WHAT IS NEEDED:
Below are records. Find each line in them that holds the word "Frontend" and copy it.

Collected data entries:
+--

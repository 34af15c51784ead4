//! Thread-mode controller.
//!
//! Every thread starts a search in front-end mode. When the back-end queue
//! backs up, the front-end thread that notices first promotes itself to the
//! back end; when the queue drains, back-end threads demote themselves. The
//! decision is a pure function of `(depth, backend_threads, num_threads)` and
//! is re-checked under the backend-thread-count lock, so one crossing of the
//! high-water mark promotes exactly one thread.

use parking_lot::Mutex;
use std::fmt;

use super::config::NodeConfig;

/// Which pipeline stage a thread is serving.
#[derive(Debug, Clone, Copy, PartialEq, Eq, Default)]
pub enum ThreadMode {
    /// Claiming records and running the front-end filter.
    #[default]
    Frontend,
    /// Draining the back-end queue.
    Backend,
}

impl fmt::Display for ThreadMode {
    fn fmt(&self, f: &mut fmt::Formatter<'_>) -> fmt::Result {
        match self {
            Self::Frontend => write!(f, "FRONTEND"),
            Self::Backend => write!(f, "BACKEND"),
        }
    }
}

/// Outcome of evaluating the mode policy.
#[derive(Debug, Clone, Copy, PartialEq, Eq)]
pub enum ModeDecision {
    /// Move one front-end thread to the back end.
    Promote,
    /// Move one back-end thread to the front end.
    Demote,
    /// Leave the split as it is.
    Hold,
}

/// Water marks and bounds for promotion and demotion.
#[derive(Debug, Clone, Copy, PartialEq, Eq)]
pub struct ModePolicy {
    /// Per-back-end-thread depth above which a thread is promoted.
    pub high_water: usize,
    /// Depth at or below which a back-end thread is demoted.
    pub low_water: usize,
    /// Demotion never takes the back-end count below this.
    pub min_backend: usize,
    /// Promotion never takes the back-end count above this.
    pub max_backend: usize,
}

impl ModePolicy {
    /// Build the policy from a node configuration.
    #[must_use]
    pub fn from_config(config: &NodeConfig) -> Self {
        Self {
            high_water: config.backend_high_water,
            low_water: config.backend_low_water,
            min_backend: config.min_backend_threads,
            max_backend: config.max_backend_threads,
        }
    }

    /// Decide whether the thread split should change.
    ///
    /// At least one thread always stays in front-end mode so the global queue
    /// keeps being serviced.
    #[must_use]
    pub fn decide(&self, depth: usize, backend_threads: usize, num_threads: usize) -> ModeDecision {
        let ceiling = self.max_backend.min(num_threads.saturating_sub(1));
        let promote_above = self.high_water.saturating_mul(backend_threads + 1);
        if depth > promote_above && backend_threads < ceiling {
            ModeDecision::Promote
        } else if depth <= self.low_water && backend_threads > self.min_backend {
            ModeDecision::Demote
        } else {
            ModeDecision::Hold
        }
    }
}

/// Owns the back-end thread count and applies [`ModePolicy`].
#[derive(Debug)]
pub struct ThreadModeController {
    policy: ModePolicy,
    num_threads: usize,
    /// The backend-thread-count lock; held only to re-check and update.
    backend_threads: Mutex<usize>,
}

impl ThreadModeController {
    /// Create a controller for `num_threads` threads.
    #[must_use]
    pub fn new(policy: ModePolicy, num_threads: usize) -> Self {
        Self { policy, num_threads, backend_threads: Mutex::new(0) }
    }

    /// The policy in force.
    #[must_use]
    pub fn policy(&self) -> ModePolicy {
        self.policy
    }

    /// Number of threads currently in back-end mode.
    #[must_use]
    pub fn backend_threads(&self) -> usize {
        *self.backend_threads.lock()
    }

    /// Called by a front-end thread after it enqueued work. Returns true if the
    /// caller must switch to back-end mode.
    pub fn try_promote(&self, depth: usize) -> bool {
        let mut backend = self.backend_threads.lock();
        if self.policy.decide(depth, *backend, self.num_threads) == ModeDecision::Promote {
            *backend += 1;
            true
        } else {
            false
        }
    }

    /// Called by a back-end thread. Returns true if the caller must switch back
    /// to front-end mode.
    pub fn try_demote(&self, depth: usize) -> bool {
        let mut backend = self.backend_threads.lock();
        if self.policy.decide(depth, *backend, self.num_threads) == ModeDecision::Demote {
            *backend -= 1;
            true
        } else {
            false
        }
    }

    /// Unconditionally demote the caller, e.g. when it parks at the barrier.
    pub fn force_demote(&self) {
        let mut backend = self.backend_threads.lock();
        *backend = backend.saturating_sub(1);
    }

    /// Forget all promotions (between searches).
    pub fn reset(&self) {
        *self.backend_threads.lock() = 0;
    }
}
//! Start barrier for the node's worker threads.
//!
//! A worker entering the barrier increments the waiting count under the
//! barrier lock and sleeps on the start condition. The releasing call waits
//! until every live thread is waiting, then, still under the same lock,
//! resets the count, advances the generation, and broadcasts. Waiters only
//! leave once the generation they entered with has changed, so a thread is
//! woken at most once per release and never misses one.

use parking_lot::{Condvar, Mutex};
use std::time::{Duration, Instant};

#[derive(Debug, Default)]
struct BarrierState {
    /// Threads blocked in [`StartBarrier::wait`].
    waiting: usize,
    /// Bumped by every release.
    generation: u64,
    /// Threads that have exited for good and will never wait again.
    retired: usize,
}

/// Reusable start/stop barrier for a fixed set of threads.
#[derive(Debug)]
pub struct StartBarrier {
    num_threads: usize,
    state: Mutex<BarrierState>,
    /// Signals waiting threads to start.
    start: Condvar,
    /// Signals the releaser that a thread arrived or retired.
    arrivals: Condvar,
}

impl StartBarrier {
    /// Create a barrier for `num_threads` threads.
    #[must_use]
    pub fn new(num_threads: usize) -> Self {
        Self {
            num_threads,
            state: Mutex::new(BarrierState::default()),
            start: Condvar::new(),
            arrivals: Condvar::new(),
        }
    }

    /// Block the calling worker until the next release.
    ///
    /// Returns the generation that released it.
    pub fn wait(&self) -> u64 {
        let mut state = self.state.lock();
        state.waiting += 1;
        let entered = state.generation;
        self.arrivals.notify_all();
        while state.generation == entered {
            self.start.wait(&mut state);
        }
        state.generation
    }

    /// Wait until every live thread is blocked in [`StartBarrier::wait`], then
    /// wake them all.
    ///
    /// Returns the new generation.
    pub fn release(&self) -> u64 {
        let mut state = self.state.lock();
        while state.waiting + state.retired < self.num_threads {
            self.arrivals.wait(&mut state);
        }
        state.waiting = 0;
        state.generation += 1;
        self.start.notify_all();
        state.generation
    }

    /// Returns true if every live thread is blocked in the barrier.
    #[must_use]
    pub fn all_waiting(&self) -> bool {
        let state = self.state.lock();
        state.waiting + state.retired >= self.num_threads
    }

    /// Wait up to `timeout` for every live thread to block in the barrier.
    ///
    /// Returns true if they all did.
    pub fn wait_until_all_waiting(&self, timeout: Duration) -> bool {
        let deadline = Instant::now() + timeout;
        let mut state = self.state.lock();
        while state.waiting + state.retired < self.num_threads {
            if self.arrivals.wait_until(&mut state, deadline).timed_out() {
                return state.waiting + state.retired >= self.num_threads;
            }
        }
        true
    }

    /// Record that the calling thread has exited and will never wait again.
    pub fn retire(&self) {
        let mut state = self.state.lock();
        state.retired += 1;
        self.arrivals.notify_all();
    }

    /// Number of threads currently blocked.
    #[must_use]
    pub fn waiting(&self) -> usize {
        self.state.lock().waiting
    }

    /// Number of threads that have exited.
    #[must_use]
    pub fn retired(&self) -> usize {
        self.state.lock().retired
    }

    /// Number of releases so far.
    #[must_use]
    pub fn generation(&self) -> u64 {
        self.state.lock().generation
    }
}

+--

OUTPUT BELOW:
    Frontend,
            Self::Frontend => write!(f, "FRONTEND"),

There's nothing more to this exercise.